Ir al Campo petrolero de Rubiales, a ser parte y testigo de su crecimiento durante los últimos dos años, ha sido y continúa siendo una experiencia reconfortante. Rubiales es una muestra de lo que las sociedades de estas latitudes pueden lograr. De lo que podemos construir cuando nos desnudamos de los prejuicios atávicos de falso nacionalismo, del jingoísmo. Cuando nos despojamos del complejo de víctimas que falsos líderes nos quieren imponer y afrontamos nuestro propio destino, con certidumbre en el conocimiento de que si podemos, en perfecto castellano.
Recorrer el campo y observar el hormiguero de gente que transforma el recurso del subsuelo, las 24 horas del día, los 365 días del año, en riqueza para sus accionistas, sus empleados y su entorno, supliendo una parte de la energía que requiere el mundo, es una experiencia que lo reconcilia a uno con esta siempre vilipendiada industria. No deja también de ser emotivo, de una manera muy personal, que en este apartado rincón de Colombia, muy lejos del Lago y sus costas, uno reconozca caras amigas, recordatorios de ese camino que nos trajo aquí. Camaradas de batallas pasadas, cariños y afectos que nunca languidecen. Como para redondear la nostalgia, en una esquina del campo me tropiezo con la casi terminada planta de emulsiones, “deja vu” otra vez.
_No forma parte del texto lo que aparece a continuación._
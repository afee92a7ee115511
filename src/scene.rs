//! Whole-file framing — the primary embedding surface.
//!
//! A scene file is a fixed header (magic tag, format version, header size,
//! flag bytes) followed by a chain of containers linked through their
//! next-container offsets.  The chain's composition is fixed per record
//! family: [`crate::registry::VariantRegistry::container_order`] names the
//! expected containers in file order, and both parse and write enforce it.
//!
//! ```no_run
//! use scenebin::parts::PartsRegistry;
//! use scenebin::scene::Scene;
//!
//! let bytes = std::fs::read("m10_00.sgrf")?;
//! let scene = Scene::parse(&bytes, &PartsRegistry)?;
//! let named = scenebin::resolve::resolve(&scene, &PartsRegistry)?;
//! println!("{}", named.to_json()?);
//! # Ok::<(), Box<dyn std::error::Error>>(())
//! ```
//!
//! Re-serializing an unmodified parsed file reproduces the original bytes
//! exactly, reserved zero fields, alignment padding, and legacy placeholder
//! blocks included.

use serde::Serialize;

use crate::container::{read_container, write_container, Container};
use crate::cursor::{Cursor, Endian};
use crate::error::{FormatError, Result};
use crate::registry::{FormatVersion, VariantRegistry};
use crate::writer::RelocatingWriter;

/// File magic tag.
pub const MAGIC: &str = "SGRF";
/// Size of the fixed file header in bytes.
pub const FILE_HEADER_SIZE: u32 = 16;

/// Fixed file header.  The header itself is always little-endian; the
/// endianness flag in `flags[0]` governs the containers that follow.
#[derive(Debug, Clone, Copy, PartialEq, Eq, Serialize)]
pub struct FileHeader {
    pub version: u32,
    pub flags:   [u8; 4],
}

#[derive(Debug, Clone, PartialEq, Serialize)]
pub struct Scene<P> {
    pub header:     FileHeader,
    pub containers: Vec<Container<P>>,
}

impl<P> Scene<P> {
    pub fn new(version: u32) -> Self {
        Self {
            header:     FileHeader { version, flags: [0; 4] },
            containers: Vec::new(),
        }
    }

    pub fn container(&self, name: &str) -> Option<&Container<P>> {
        self.containers.iter().find(|c| c.name == name)
    }

    pub fn container_mut(&mut self, name: &str) -> Option<&mut Container<P>> {
        self.containers.iter_mut().find(|c| c.name == name)
    }

    /// Pretty JSON dump of the in-memory model, for inspection tooling.
    pub fn to_json(&self) -> serde_json::Result<String>
    where
        P: Serialize,
    {
        serde_json::to_string_pretty(self)
    }

    /// Parse a complete scene file from a fully buffered byte sequence.
    pub fn parse<R: VariantRegistry<Payload = P>>(bytes: &[u8], reg: &R) -> Result<Self> {
        let mut cur = Cursor::new(bytes, Endian::Little);

        let magic = cur.read_ascii(4)?;
        if magic != MAGIC {
            return Err(FormatError::StructuralMismatch {
                position: 0,
                expected: format!("magic tag {MAGIC:?}"),
                found:    format!("{magic:?}"),
                context:  "file header",
            });
        }
        let version = cur.read_u32()?;
        let header_size = cur.assert_u32(&[FILE_HEADER_SIZE], "file header size")?;
        let mut flags = [0u8; 4];
        for b in &mut flags {
            *b = cur.read_u8()?;
        }

        let ver = FormatVersion::from_header(version, flags)?;
        cur.set_endian(ver.endian);
        cur.set_position(header_size as u64);

        let order = reg.container_order();
        let mut containers = Vec::with_capacity(order.len());
        for (i, expected) in order.iter().enumerate() {
            let chain_pos = cur.position();
            let (container, next) = read_container(&mut cur, reg, &ver, expected)?;
            let last = i + 1 == order.len();
            if last && next != 0 {
                return Err(FormatError::StructuralMismatch {
                    position: chain_pos,
                    expected: "end of container chain (next offset 0)".into(),
                    found:    format!("next offset 0x{next:x}"),
                    context:  "container chain",
                });
            }
            if !last && next == 0 {
                return Err(FormatError::StructuralMismatch {
                    position: chain_pos,
                    expected: format!("chained {:?} container", order[i + 1]),
                    found:    "end of chain".into(),
                    context:  "container chain",
                });
            }
            containers.push(container);
        }

        Ok(Scene { header: FileHeader { version, flags }, containers })
    }

    /// Serialize the scene, producing the complete file bytes.
    ///
    /// Reference fields must be in their physical (index) projection; run
    /// [`crate::resolve::unresolve`] first if the scene carries names.
    pub fn write<R: VariantRegistry<Payload = P>>(&self, reg: &R) -> Result<Vec<u8>> {
        let ver = FormatVersion::from_header(self.header.version, self.header.flags)?;

        let order = reg.container_order();
        if self.containers.len() != order.len() {
            return Err(FormatError::InternalConsistency(format!(
                "scene has {} containers, the format expects {}",
                self.containers.len(),
                order.len()
            )));
        }
        for (container, expected) in self.containers.iter().zip(order) {
            if container.name != *expected {
                return Err(FormatError::InternalConsistency(format!(
                    "container {:?} out of order, expected {:?}",
                    container.name, expected
                )));
            }
        }

        let mut w = RelocatingWriter::new(Endian::Little);
        w.write_ascii(MAGIC, 4)?;
        w.write_u32(self.header.version)?;
        w.write_u32(FILE_HEADER_SIZE)?;
        w.write_bytes(&self.header.flags)?;
        w.set_endian(ver.endian);

        for (i, container) in self.containers.iter().enumerate() {
            if i > 0 {
                w.fill_here_u64(&format!("c{}.next", i - 1))?;
            }
            write_container(&mut w, container, reg, &ver, &format!("c{i}"))?;
        }
        if let Some(last) = self.containers.len().checked_sub(1) {
            w.fill_u64(&format!("c{last}.next"), 0)?;
        }

        w.finish()
    }
}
Al final del día el Beech 1900 aterriza de vuelta en Bogotá, con su carga de legionarios de regreso a visitar su hogar y renovar fuerzas para el próximo turno. Rubiales quedo atrás en los Llanos, silenciosa pero seguramente contribuyendo a construir a Colombia. Pronto, cuando finalmente Luis Andrés, Eduardo, Camilo, Orlando, Iván y decenas de otros, cumplan lo prometido, Colombia descubrirá en Rubiales el centro del desarrollo de Los Llanos Orientales de Colombia, nunca más el “Medio de Ninguna Parte”.
Ha sido un largo periplo desde la “Casita” a Rubiales, pero presiento que esta ni es la última parada, ni tampoco la última batalla que pelearemos juntos.